A esta altura, o nome do programa já havia se transferido para o movimento musical homônimo, caracterizado por trazer “versões/adaptações de canções pop/rock norte-americanas e inglesas (especialmente de bandas como The Beatles, Rolling Stones, Gerry and Pacemakers, Gary Lewis and The Playboys, dentre outros), e de baladas italianas” (ZAN, 2013, p. 105). Por essas influências é que a jovem guarda também era conhecida como “iê-iê-iê”, numa clara referência à canção “She loves you”, dos Beatles, que inicia com o verso, repetido algumas vezes, “She loves you, yeah, yeah, yeah”.
Todavia, aos poucos, Roberto e Erasmo foram imprimindo uma nova maneira de fazer música, trazendo para as canções marcadas pela presença do trio instrumental do rock (bateria, guitarra e baixo elétricos), letras que tematizavam casos amorosos e fortuitos, separações, amores não correspondidos e aventuras tipicamente modernas, que tratavam de cinemas, carros, velocidade, etc. Adotavam uma linguagem bastante simples, com traços caracteristicamente juvenis – como irreverência, humor, rebeldia e aventura – e imprimiam um ritmo dançante às suas canções, o que agradava bastante o seu público-alvo, especialmente a faixa que não se alinhava à música de protesto. Segundo o empresário e produtor dos principais músicos da jovem guarda, Carlos Imperial: “Nas nossas canções não falamos jamais de tristeza, dor-de-cotovelo, de desespero, de fome, de seca, de guerra. Somos sempre uma mensagem de alegria para o povo... O iê-iê-iê aproximou o filho dos pais, tornando o diálogo mais possível” (DUNN, 2009, p. 81).
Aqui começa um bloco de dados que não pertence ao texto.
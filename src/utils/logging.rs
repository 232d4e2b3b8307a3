// file: src/utils/logging.rs
// description: Tracing subscriber initialization with optional ANSI coloring

use colored::*;
use std::io;
use tracing_subscriber::{EnvFilter, fmt, prelude::*};

/// Logs go to stderr so stdout only carries tool output. `RUST_LOG`
/// overrides `default_level`.
pub fn init_logger(colored_output: bool, default_level: &str) {
    let filter =
        EnvFilter::try_from_default_env().unwrap_or_else(|_| EnvFilter::new(default_level));

    let fmt_layer = fmt::layer()
        .with_writer(io::stderr)
        .with_target(false)
        .with_thread_ids(false)
        .with_thread_names(false)
        .compact()
        .with_ansi(colored_output);

    tracing_subscriber::registry()
        .with(filter)
        .with(fmt_layer)
        .init();
}

pub fn level_for(verbose: bool, quiet_level: &'static str) -> &'static str {
    if verbose { "debug" } else { quiet_level }
}

pub fn format_success(msg: &str) -> String {
    format!("{} {}", "✓".green().bold(), msg.green())
}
Uma das músicas mais lembradas desse período é “O Calhambeque”, versão brasileira de Erasmo para “Road Hog” de John D. Loudermilk e Gwen Loudermilk, gravada por Roberto Carlos em 1964. Musicalmente, a canção não foi alterada, mas a letra sofreu uma adaptação para o contexto brasileiro, trazendo elementos da modernidade pensada naquele momento por uma parcela da juventude.